== Exercise ==
Each entry is to be restated word for word, with nothing omitted.

Materials provided below:

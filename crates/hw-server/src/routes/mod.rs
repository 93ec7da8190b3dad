//! Route handlers.

pub mod health;
pub mod home;
pub mod inventory;

use axum::http::{header, StatusCode};
use axum::response::{IntoResponse, Response};

/// `302 Found` pointing at `location`.
///
/// `axum::response::Redirect` only offers 303/307/308.
pub(crate) fn found(location: &str) -> Response {
    (StatusCode::FOUND, [(header::LOCATION, location.to_string())]).into_response()
}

End of Materials provided.

== Your response ==
filename crates/hw-server/src/routes/mod.rs
repository 93ec7da8190b3dad
//! Route handlers.

pub mod health;
pub mod home;
pub mod inventory;

use axum::http::{header, StatusCode};
use axum::response::{IntoResponse, Response};

/// `302 Found` pointing at `location`.
///
/// `axum::response::Redirect` only offers 303/307/308.
pub(crate) fn found(location: &str) -> Response {
    (StatusCode::FOUND, [(header::LOCATION, location.to_string())]).into_response()
}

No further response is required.